SIMBAD references

We report the results of a J-band search for cloud-related variability in the atmospheres of 62 L4-T9 dwarfs using the Du Pont 2.5 m telescope at Las Campanas Observatory and the Canada-France-Hawaii Telescope on Mauna Kea. We find 9 of 57 objects included in our final analysis to be significantly variable with >99% confidence, 5 of which are new discoveries. In our study, strong signals (peak-to-peak amplitudes >2%) are confined to the L/T transition (4/16 objects with L9-T3.5 spectral types and 0/41 objects for all other spectral types). The probability that the observed occurrence rates for strong variability inside and outside the L/T transition originate from the same underlying true occurrence rate is excluded at >99.7% confidence. Based on a careful assessment of our sensitivity to astrophysical signals, we infer that 39_–14⁺¹⁶ % of L9-T3.5 dwarfs are strong variables on rotational timescales.
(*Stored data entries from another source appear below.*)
use std::fmt;
use std::str::FromStr;

use chrono::{DateTime, Utc};
use serde::{Deserialize, Serialize};

use super::verification::{is_currently_verified, VerificationRecord};

/// Lowest reputation score an agent can hold
pub const MIN_REPUTATION: i32 = 0;
/// Highest reputation score an agent can hold
pub const MAX_REPUTATION: i32 = 10_000;

/// 32-byte agent identifier (the registry's `bytes32` key).
///
/// Accepts `0x` followed by 64 hex digits in any case and always renders
/// as lowercase.
#[derive(Debug, Clone, Copy, PartialEq, Eq, Hash, PartialOrd, Ord, Serialize, Deserialize)]
#[serde(try_from = "String", into = "String")]
pub struct AgentId([u8; 32]);

impl AgentId {
    pub fn from_bytes(bytes: [u8; 32]) -> Self {
        Self(bytes)
    }

    pub fn as_bytes(&self) -> &[u8; 32] {
        &self.0
    }

    pub fn is_zero(&self) -> bool {
        self.0.iter().all(|b| *b == 0)
    }
}

impl fmt::Display for AgentId {
    fn fmt(&self, f: &mut fmt::Formatter<'_>) -> fmt::Result {
        write!(f, "0x{}", hex::encode(self.0))
    }
}

impl FromStr for AgentId {
    type Err = String;

    fn from_str(s: &str) -> Result<Self, Self::Err> {
        let digits = s
            .strip_prefix("0x")
            .or_else(|| s.strip_prefix("0X"))
            .ok_or_else(|| format!("Invalid agent id: {s}. Expected 0x followed by 64 hex digits"))?;

        let mut bytes = [0u8; 32];
        hex::decode_to_slice(digits, &mut bytes).map_err(|_| {
            format!("Invalid agent id: {s}. Expected 0x followed by 64 hex digits")
        })?;
        Ok(Self(bytes))
    }
}

impl TryFrom<String> for AgentId {
    type Error = String;

    fn try_from(value: String) -> Result<Self, Self::Error> {
        value.parse()
    }
}

impl From<AgentId> for String {
    fn from(id: AgentId) -> Self {
        id.to_string()
    }
}

/// Wallet address that owns an agent (`0x` + 40 hex digits, stored lowercase)
#[derive(Debug, Clone, PartialEq, Eq, Hash, Serialize, Deserialize)]
#[serde(try_from = "String", into = "String")]
pub struct WalletAddress(String);

impl WalletAddress {
    pub fn from_bytes(bytes: [u8; 20]) -> Self {
        Self(format!("0x{}", hex::encode(bytes)))
    }

    pub fn as_str(&self) -> &str {
        &self.0
    }

    pub fn is_zero(&self) -> bool {
        self.0[2..].bytes().all(|b| b == b'0')
    }
}

impl fmt::Display for WalletAddress {
    fn fmt(&self, f: &mut fmt::Formatter<'_>) -> fmt::Result {
        f.write_str(&self.0)
    }
}

impl FromStr for WalletAddress {
    type Err = String;

    fn from_str(s: &str) -> Result<Self, Self::Err> {
        let valid = s.len() == 42
            && (s.starts_with("0x") || s.starts_with("0X"))
            && s[2..].bytes().all(|b| b.is_ascii_hexdigit());
        if !valid {
            return Err(format!(
                "Invalid wallet address: {s}. Expected 0x followed by 40 hex digits"
            ));
        }
        Ok(Self(format!("0x{}", s[2..].to_ascii_lowercase())))
    }
}

impl TryFrom<String> for WalletAddress {
    type Error = String;

    fn try_from(value: String) -> Result<Self, Self::Error> {
        value.parse()
    }
}

impl From<WalletAddress> for String {
    fn from(address: WalletAddress) -> Self {
        address.0
    }
}

/// Lifecycle status of an agent
#[derive(Debug, Clone, Copy, Default, PartialEq, Eq, Hash, Serialize, Deserialize)]
pub enum AgentStatus {
    #[default]
    Active,
    Suspended,
    /// Subscription lapsed on-chain
    Expired,
}

impl AgentStatus {
    pub fn as_str(&self) -> &'static str {
        match self {
            Self::Active => "Active",
            Self::Suspended => "Suspended",
            Self::Expired => "Expired",
        }
    }

    /// Map the registry contract's `uint8` status code
    pub fn from_chain_code(code: u8) -> Option<Self> {
        match code {
            0 => Some(Self::Active),
            1 => Some(Self::Suspended),
            2 => Some(Self::Expired),
            _ => None,
        }
    }
}

impl fmt::Display for AgentStatus {
    fn fmt(&self, f: &mut fmt::Formatter<'_>) -> fmt::Result {
        f.write_str(self.as_str())
    }
}

impl FromStr for AgentStatus {
    type Err = String;

    fn from_str(s: &str) -> Result<Self, Self::Err> {
        match s {
            "Active" => Ok(Self::Active),
            "Suspended" => Ok(Self::Suspended),
            "Expired" => Ok(Self::Expired),
            _ => Err(format!(
                "Invalid status: {s}. Valid values are: Active, Suspended, Expired"
            )),
        }
    }
}

/// Descriptive attributes of an agent, as stored.
///
/// Rows are written by the chain indexer as well as this service, so any
/// key outside the known ones is kept in `extra` and written back as-is.
/// `tier` mirrors a `uint256` on-chain and may arrive as a number or a
/// string.
#[derive(Debug, Clone, Default, PartialEq, Serialize, Deserialize)]
#[serde(rename_all = "camelCase")]
pub struct AgentMetadata {
    #[serde(default, skip_serializing_if = "Option::is_none")]
    pub name: Option<String>,
    #[serde(default, skip_serializing_if = "Option::is_none")]
    pub description: Option<String>,
    #[serde(default, skip_serializing_if = "Option::is_none")]
    pub avatar: Option<String>,
    #[serde(default)]
    pub skills: Vec<String>,
    #[serde(default, skip_serializing_if = "Option::is_none")]
    pub tier: Option<serde_json::Value>,
    #[serde(flatten)]
    pub extra: serde_json::Map<String, serde_json::Value>,
}

impl AgentMetadata {
    pub fn has_skill(&self, skill: &str) -> bool {
        self.skills.iter().any(|s| s == skill)
    }
}

/// Agent record held in the local data store
#[derive(Debug, Clone, PartialEq, Serialize, Deserialize)]
#[serde(rename_all = "camelCase")]
pub struct Agent {
    pub agent_id: AgentId,
    pub owner: WalletAddress,
    pub metadata: AgentMetadata,
    pub reputation_score: i32,
    pub status: AgentStatus,
    pub last_verified: Option<DateTime<Utc>>,
    pub created_at: DateTime<Utc>,
}

impl Agent {
    /// Verified within the trailing window as of `now`
    pub fn is_currently_verified(&self, now: DateTime<Utc>) -> bool {
        is_currently_verified(self.last_verified, now)
    }
}

/// Input for creating an agent that mirrors an on-chain registration
#[derive(Debug, Clone)]
pub struct NewAgent {
    pub agent_id: AgentId,
    pub owner: WalletAddress,
    pub metadata: AgentMetadata,
    pub status: AgentStatus,
}

impl NewAgent {
    pub fn new(agent_id: AgentId, owner: WalletAddress, metadata: AgentMetadata) -> Self {
        Self {
            agent_id,
            owner,
            metadata,
            status: AgentStatus::Active,
        }
    }
}

/// Aggregate job statistics for an agent
#[derive(Debug, Clone, Default, PartialEq, Serialize, Deserialize)]
#[serde(rename_all = "camelCase")]
pub struct AgentStats {
    pub total_jobs: i64,
    pub completed_jobs: i64,
    pub rating: Option<f64>,
}

/// Full local profile returned by a directory lookup
#[derive(Debug, Clone, PartialEq, Serialize, Deserialize)]
#[serde(rename_all = "camelCase")]
pub struct AgentProfile {
    #[serde(flatten)]
    pub agent: Agent,
    pub stats: Option<AgentStats>,
    /// Most recent verification records, newest first
    pub verifications: Vec<VerificationRecord>,
}

/// Agent as reported by the registry contract's `getAgent` accessor
#[derive(Debug, Clone, PartialEq, Serialize, Deserialize)]
#[serde(rename_all = "camelCase")]
pub struct ChainAgent {
    pub agent_id: AgentId,
    pub owner: WalletAddress,
    #[serde(rename = "metadataURI")]
    pub metadata_uri: String,
    pub reputation_score: i32,
    pub status: AgentStatus,
}

/// Result of a directory lookup, tagged with where it came from
#[derive(Debug, Clone, PartialEq, Serialize)]
#[serde(tag = "source", content = "agent", rename_all = "lowercase")]
pub enum AgentLookup {
    Database(Box<AgentProfile>),
    Blockchain(ChainAgent),
}

impl AgentLookup {
    pub fn source(&self) -> &'static str {
        match self {
            Self::Database(_) => "database",
            Self::Blockchain(_) => "blockchain",
        }
    }

    pub fn agent_id(&self) -> &AgentId {
        match self {
            Self::Database(profile) => &profile.agent.agent_id,
            Self::Blockchain(agent) => &agent.agent_id,
        }
    }

    pub fn reputation_score(&self) -> i32 {
        match self {
            Self::Database(profile) => profile.agent.reputation_score,
            Self::Blockchain(agent) => agent.reputation_score,
        }
    }
}

/// Listing row: agent plus stats and the read-time verification flag
#[derive(Debug, Clone, PartialEq, Serialize)]
#[serde(rename_all = "camelCase")]
pub struct AgentSummary {
    #[serde(flatten)]
    pub agent: Agent,
    pub stats: Option<AgentStats>,
    pub currently_verified: bool,
}

#[cfg(test)]
mod tests {
    use super::*;

    const ID: &str = "0x1111111111111111111111111111111111111111111111111111111111111111";

    #[test]
    fn test_agent_id_round_trips_lowercase() {
        let upper = format!("0x{}", "AB".repeat(32));
        let id: AgentId = upper.parse().unwrap();
        assert_eq!(id.to_string(), format!("0x{}", "ab".repeat(32)));
    }

    #[test]
    fn test_agent_id_rejects_malformed() {
        let too_long = format!("{ID}00");
        for bad in [
            "",
            "0x",
            "1111111111111111111111111111111111111111111111111111111111111111",
            "0x11",
            "0xzz11111111111111111111111111111111111111111111111111111111111111",
            too_long.as_str(),
        ] {
            assert!(bad.parse::<AgentId>().is_err(), "accepted {bad:?}");
        }
    }

    #[test]
    fn test_agent_id_serde_as_string() {
        let id: AgentId = ID.parse().unwrap();
        let json = serde_json::to_string(&id).unwrap();
        assert_eq!(json, format!("\"{ID}\""));
        let back: AgentId = serde_json::from_str(&json).unwrap();
        assert_eq!(back, id);
        assert!(serde_json::from_str::<AgentId>("\"nope\"").is_err());
    }

    #[test]
    fn test_wallet_address_validation() {
        let addr: WalletAddress = "0xABCDEF0123456789abcdef0123456789ABCDEF01".parse().unwrap();
        assert_eq!(addr.as_str(), "0xabcdef0123456789abcdef0123456789abcdef01");
        assert!(!addr.is_zero());
        assert!(WalletAddress::from_bytes([0u8; 20]).is_zero());
        assert!("0x1234".parse::<WalletAddress>().is_err());
        assert!("abcdef0123456789abcdef0123456789abcdef0123".parse::<WalletAddress>().is_err());
    }

    #[test]
    fn test_status_parsing_and_chain_codes() {
        assert_eq!("Active".parse::<AgentStatus>().unwrap(), AgentStatus::Active);
        assert_eq!("Suspended".parse::<AgentStatus>().unwrap(), AgentStatus::Suspended);
        assert!("active".parse::<AgentStatus>().is_err());
        assert_eq!(AgentStatus::from_chain_code(0), Some(AgentStatus::Active));
        assert_eq!(AgentStatus::from_chain_code(2), Some(AgentStatus::Expired));
        assert_eq!(AgentStatus::from_chain_code(7), None);
        assert_eq!(AgentStatus::default(), AgentStatus::Active);
    }

    #[test]
    fn test_metadata_keeps_unknown_keys() {
        let stored = serde_json::json!({
            "name": "scout",
            "skills": ["rust"],
            "tier": 2,
            "version": "2",
            "links": {"site": "https://scout.example"}
        });
        let metadata: AgentMetadata = serde_json::from_value(stored.clone()).unwrap();
        assert!(metadata.has_skill("rust"));
        assert!(!metadata.has_skill("go"));
        assert_eq!(metadata.tier, Some(serde_json::json!(2)));
        assert_eq!(metadata.extra["version"], "2");

        assert_eq!(serde_json::to_value(&metadata).unwrap(), stored);
    }

    #[test]
    fn test_lookup_serializes_with_source_tag() {
        let lookup = AgentLookup::Blockchain(ChainAgent {
            agent_id: ID.parse().unwrap(),
            owner: WalletAddress::from_bytes([0x22; 20]),
            metadata_uri: "ipfs://meta".to_string(),
            reputation_score: 4200,
            status: AgentStatus::Active,
        });

        let json = serde_json::to_value(&lookup).unwrap();
        assert_eq!(json["source"], "blockchain");
        assert_eq!(json["agent"]["metadataURI"], "ipfs://meta");
        assert_eq!(json["agent"]["reputationScore"], 4200);
        assert_eq!(lookup.source(), "blockchain");
    }
}
use chrono::{DateTime, Duration, Utc};
use serde::{Deserialize, Serialize};

use super::agent::AgentId;

/// Trailing window in which a passing verification keeps an agent verified
pub const VERIFICATION_WINDOW_DAYS: i64 = 30;

/// Whether an agent counts as verified at `now`.
///
/// Derived on every read and never persisted.
pub fn is_currently_verified(last_verified: Option<DateTime<Utc>>, now: DateTime<Utc>) -> bool {
    match last_verified {
        Some(at) => at > now - Duration::days(VERIFICATION_WINDOW_DAYS),
        None => false,
    }
}

/// Outcome of one external verification check
#[derive(Debug, Clone, PartialEq, Serialize, Deserialize)]
#[serde(rename_all = "camelCase")]
pub struct VerificationResult {
    pub score: i32,
    pub passed: bool,
    #[serde(rename = "reportURI")]
    pub report_uri: String,
    pub checks: serde_json::Value,
}

/// Persisted verification attempt, pass or fail
#[derive(Debug, Clone, PartialEq, Serialize, Deserialize)]
#[serde(rename_all = "camelCase")]
pub struct VerificationRecord {
    pub id: i64,
    pub agent_id: AgentId,
    pub score: i32,
    pub passed: bool,
    #[serde(rename = "reportURI")]
    pub report_uri: String,
    pub checks: serde_json::Value,
    pub timestamp: DateTime<Utc>,
}

/// Request payload for POST /verify
#[derive(Debug, Clone, Deserialize)]
#[serde(rename_all = "camelCase", deny_unknown_fields)]
pub struct RecordVerificationRequest {
    pub agent_id: AgentId,
    pub score: i32,
    pub passed: bool,
    #[serde(rename = "reportURI")]
    pub report_uri: String,
    pub checks: serde_json::Value,
}

impl RecordVerificationRequest {
    pub fn into_parts(self) -> (AgentId, VerificationResult) {
        (
            self.agent_id,
            VerificationResult {
                score: self.score,
                passed: self.passed,
                report_uri: self.report_uri,
                checks: self.checks,
            },
        )
    }
}

/// Acknowledgement returned by POST /verify
#[derive(Debug, Clone, Serialize)]
#[serde(rename_all = "camelCase")]
pub struct VerificationAck {
    pub agent_id: AgentId,
    pub verified: bool,
    pub score: i32,
    pub timestamp: DateTime<Utc>,
}

/// Response payload for GET /agents/{agentId}/verifications
#[derive(Debug, Clone, Serialize)]
#[serde(rename_all = "camelCase")]
pub struct VerificationHistoryResponse {
    pub agent_id: AgentId,
    pub verifications: Vec<VerificationRecord>,
}
use actix_web::{web, HttpResponse};
use chrono::{DateTime, Utc};
use serde::Serialize;

use crate::AppState;

#[derive(Debug, Serialize)]
#[serde(rename_all = "lowercase")]
pub enum ComponentStatus {
    Connected,
    Disconnected,
}

#[derive(Debug, Serialize)]
#[serde(rename_all = "camelCase")]
pub struct HealthReport {
    pub status: &'static str,
    pub timestamp: DateTime<Utc>,
    pub contract: Option<String>,
    pub database: ComponentStatus,
}

/// GET /health
///
/// Liveness probe. Always answers 200; a failing database is reported
/// in the body rather than the status code.
pub async fn health(state: web::Data<AppState>) -> HttpResponse {
    let database = match state.store.ping().await {
        Ok(()) => ComponentStatus::Connected,
        Err(e) => {
            tracing::warn!(error = %e, "Health check could not reach the database");
            ComponentStatus::Disconnected
        }
    };

    HttpResponse::Ok().json(HealthReport {
        status: "ok",
        timestamp: Utc::now(),
        contract: state.config.contract_address.clone(),
        database,
    })
}

/// Configure health routes
pub fn configure_health_routes(cfg: &mut web::ServiceConfig) {
    cfg.route("/health", web::get().to(health));
}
If we consider only L9-T3.5 dwarfs with 0.8 < J - K_s< 1.5, and assume an isotropic distribution of spin axes for our targets, we find that 80_–19⁺¹⁸ % would be strong variables if viewed edge-on; azimuthal symmetry and/or binarity may account for non-variable objects in this group. These observations suggest that the settling of condensate clouds below the photosphere in brown dwarf (BD) atmospheres does not occur in a spatially uniform manner. Rather, the formation and sedimentation of dust grains at the L/T transition is coupled to atmospheric dynamics, resulting in highly contrasting regions of thick and thin clouds and/or clearings. Outside the L/T transition we identify five weak variables (peak-to-peak amplitudes of 0.6%-1.6%). Excluding L9-T3.5 spectral types, we infer that 60_–8⁺²²% of targets vary with amplitudes of 0.5%-1.6%, suggesting that surface heterogeneities are common among L and T dwarfs. Our survey establishes a significant link between strong variability and L/T transition spectral types, providing evidence in support of the hypothesis that cloud holes contribute to the abrupt decline in condensate opacity and 1 µm brightening observed in this regime. More generally, fractional cloud coverage is an important model parameter for BDs and giant planets, especially those with L/T transition spectral types and colors.